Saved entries

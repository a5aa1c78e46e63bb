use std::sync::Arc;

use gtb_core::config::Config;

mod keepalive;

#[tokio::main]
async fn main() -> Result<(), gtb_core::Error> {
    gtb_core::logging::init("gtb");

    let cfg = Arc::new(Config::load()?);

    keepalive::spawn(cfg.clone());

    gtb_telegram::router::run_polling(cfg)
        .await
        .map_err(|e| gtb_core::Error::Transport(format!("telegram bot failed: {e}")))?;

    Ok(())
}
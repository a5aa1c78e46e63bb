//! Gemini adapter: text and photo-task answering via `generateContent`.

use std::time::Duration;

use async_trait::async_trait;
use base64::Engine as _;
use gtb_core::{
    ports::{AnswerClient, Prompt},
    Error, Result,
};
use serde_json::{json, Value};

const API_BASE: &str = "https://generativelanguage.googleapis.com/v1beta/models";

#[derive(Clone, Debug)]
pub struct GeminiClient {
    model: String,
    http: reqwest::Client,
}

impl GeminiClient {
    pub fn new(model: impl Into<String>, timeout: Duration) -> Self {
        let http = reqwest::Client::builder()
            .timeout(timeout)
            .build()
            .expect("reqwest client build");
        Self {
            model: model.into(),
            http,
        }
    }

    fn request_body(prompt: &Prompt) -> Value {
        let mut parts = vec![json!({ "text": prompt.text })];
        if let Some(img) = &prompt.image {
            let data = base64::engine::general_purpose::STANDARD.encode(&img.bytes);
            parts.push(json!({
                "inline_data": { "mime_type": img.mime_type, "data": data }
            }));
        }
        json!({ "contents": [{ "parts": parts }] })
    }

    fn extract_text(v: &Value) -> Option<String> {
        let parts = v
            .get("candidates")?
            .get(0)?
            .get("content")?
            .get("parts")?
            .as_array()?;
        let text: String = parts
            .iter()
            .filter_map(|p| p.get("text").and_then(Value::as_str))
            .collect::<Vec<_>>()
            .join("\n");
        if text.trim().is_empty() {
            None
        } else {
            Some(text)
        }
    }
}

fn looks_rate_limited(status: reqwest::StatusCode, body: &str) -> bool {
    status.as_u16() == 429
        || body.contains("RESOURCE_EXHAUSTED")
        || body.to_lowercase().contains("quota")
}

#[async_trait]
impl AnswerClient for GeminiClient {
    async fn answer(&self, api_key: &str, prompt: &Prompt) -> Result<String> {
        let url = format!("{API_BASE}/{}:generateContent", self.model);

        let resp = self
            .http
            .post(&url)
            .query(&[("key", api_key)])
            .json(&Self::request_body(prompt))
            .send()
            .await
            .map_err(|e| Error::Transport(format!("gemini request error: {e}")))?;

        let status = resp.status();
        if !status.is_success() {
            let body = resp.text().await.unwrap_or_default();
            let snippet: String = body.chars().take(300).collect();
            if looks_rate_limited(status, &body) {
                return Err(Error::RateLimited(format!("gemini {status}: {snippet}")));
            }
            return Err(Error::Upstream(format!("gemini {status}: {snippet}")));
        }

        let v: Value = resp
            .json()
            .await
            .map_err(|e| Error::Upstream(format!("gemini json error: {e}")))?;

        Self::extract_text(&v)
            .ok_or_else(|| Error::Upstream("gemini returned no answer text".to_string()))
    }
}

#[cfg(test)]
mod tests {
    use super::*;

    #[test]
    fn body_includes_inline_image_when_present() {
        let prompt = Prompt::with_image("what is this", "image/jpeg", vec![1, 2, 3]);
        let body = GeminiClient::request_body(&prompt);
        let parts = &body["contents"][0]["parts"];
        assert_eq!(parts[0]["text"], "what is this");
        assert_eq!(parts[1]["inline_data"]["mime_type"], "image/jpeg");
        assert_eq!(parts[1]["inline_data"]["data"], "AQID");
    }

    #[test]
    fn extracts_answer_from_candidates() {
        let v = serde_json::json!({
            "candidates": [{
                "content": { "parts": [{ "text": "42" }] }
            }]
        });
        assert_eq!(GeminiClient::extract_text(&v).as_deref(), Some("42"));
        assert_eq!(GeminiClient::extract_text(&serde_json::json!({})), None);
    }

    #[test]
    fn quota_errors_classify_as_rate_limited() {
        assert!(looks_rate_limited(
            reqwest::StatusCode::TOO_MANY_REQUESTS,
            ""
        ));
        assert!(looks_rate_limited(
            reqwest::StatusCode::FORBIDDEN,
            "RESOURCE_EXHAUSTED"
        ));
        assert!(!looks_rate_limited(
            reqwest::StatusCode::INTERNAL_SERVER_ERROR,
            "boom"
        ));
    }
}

Directions: Write the records out once more, word for word.

Answer section:
repository a5aa1c78e46e63bb
use std::sync::Arc;

use gtb_core::config::Config;

mod keepalive;

#[tokio::main]
async fn main() -> Result<(), gtb_core::Error> {
    gtb_core::logging::init("gtb");

    let cfg = Arc::new(Config::load()?);

    keepalive::spawn(cfg.clone());

    gtb_telegram::router::run_polling(cfg)
        .await
        .map_err(|e| gtb_core::Error::Transport(format!("telegram bot failed: {e}")))?;

    Ok(())
}
repository a5aa1c78e46e63bb
//! Gemini adapter: text and photo-task answering via `generateContent`.

use std::time::Duration;

use async_trait::async_trait;
use base64::Engine as _;
use gtb_core::{
    ports::{AnswerClient, Prompt},
    Error, Result,
};
use serde_json::{json, Value};

const API_BASE: &str = "https://generativelanguage.googleapis.com/v1beta/models";

#[derive(Clone, Debug)]
pub struct GeminiClient {
    model: String,
    http: reqwest::Client,
}

impl GeminiClient {
    pub fn new(model: impl Into<String>, timeout: Duration) -> Self {
        let http = reqwest::Client::builder()
            .timeout(timeout)
            .build()
            .expect("reqwest client build");
        Self {
            model: model.into(),
            http,
        }
    }

    fn request_body(prompt: &Prompt) -> Value {
        let mut parts = vec![json!({ "text": prompt.text })];
        if let Some(img) = &prompt.image {
            let data = base64::engine::general_purpose::STANDARD.encode(&img.bytes);
            parts.push(json!({
                "inline_data": { "mime_type": img.mime_type, "data": data }
            }));
        }
        json!({ "contents": [{ "parts": parts }] })
    }

    fn extract_text(v: &Value) -> Option<String> {
        let parts = v
            .get("candidates")?
            .get(0)?
            .get("content")?
            .get("parts")?
            .as_array()?;
        let text: String = parts
            .iter()
            .filter_map(|p| p.get("text").and_then(Value::as_str))
            .collect::<Vec<_>>()
            .join("\n");
        if text.trim().is_empty() {
            None
        } else {
            Some(text)
        }
    }
}

fn looks_rate_limited(status: reqwest::StatusCode, body: &str) -> bool {
    status.as_u16() == 429
        || body.contains("RESOURCE_EXHAUSTED")
        || body.to_lowercase().contains("quota")
}

#[async_trait]
impl AnswerClient for GeminiClient {
    async fn answer(&self, api_key: &str, prompt: &Prompt) -> Result<String> {
        let url = format!("{API_BASE}/{}:generateContent", self.model);

        let resp = self
            .http
            .post(&url)
            .query(&[("key", api_key)])
            .json(&Self::request_body(prompt))
            .send()
            .await
            .map_err(|e| Error::Transport(format!("gemini request error: {e}")))?;

        let status = resp.status();
        if !status.is_success() {
            let body = resp.text().await.unwrap_or_default();
            let snippet: String = body.chars().take(300).collect();
            if looks_rate_limited(status, &body) {
                return Err(Error::RateLimited(format!("gemini {status}: {snippet}")));
            }
            return Err(Error::Upstream(format!("gemini {status}: {snippet}")));
        }

        let v: Value = resp
            .json()
            .await
            .map_err(|e| Error::Upstream(format!("gemini json error: {e}")))?;

        Self::extract_text(&v)
            .ok_or_else(|| Error::Upstream("gemini returned no answer text".to_string()))
    }
}

#[cfg(test)]
mod tests {
    use super::*;

    #[test]
    fn body_includes_inline_image_when_present() {
        let prompt = Prompt::with_image("what is this", "image/jpeg", vec![1, 2, 3]);
        let body = GeminiClient::request_body(&prompt);
        let parts = &body["contents"][0]["parts"];
        assert_eq!(parts[0]["text"], "what is this");
        assert_eq!(parts[1]["inline_data"]["mime_type"], "image/jpeg");
        assert_eq!(parts[1]["inline_data"]["data"], "AQID");
    }

    #[test]
    fn extracts_answer_from_candidates() {
        let v = serde_json::json!({
            "candidates": [{
                "content": { "parts": [{ "text": "42" }] }
            }]
        });
        assert_eq!(GeminiClient::extract_text(&v).as_deref(), Some("42"));
        assert_eq!(GeminiClient::extract_text(&serde_json::json!({})), None);
    }

    #[test]
    fn quota_errors_classify_as_rate_limited() {
        assert!(looks_rate_limited(
            reqwest::StatusCode::TOO_MANY_REQUESTS,
            ""
        ));
        assert!(looks_rate_limited(
            reqwest::StatusCode::FORBIDDEN,
            "RESOURCE_EXHAUSTED"
        ));
        assert!(!looks_rate_limited(
            reqwest::StatusCode::INTERNAL_SERVER_ERROR,
            "boom"
        ));
    }
}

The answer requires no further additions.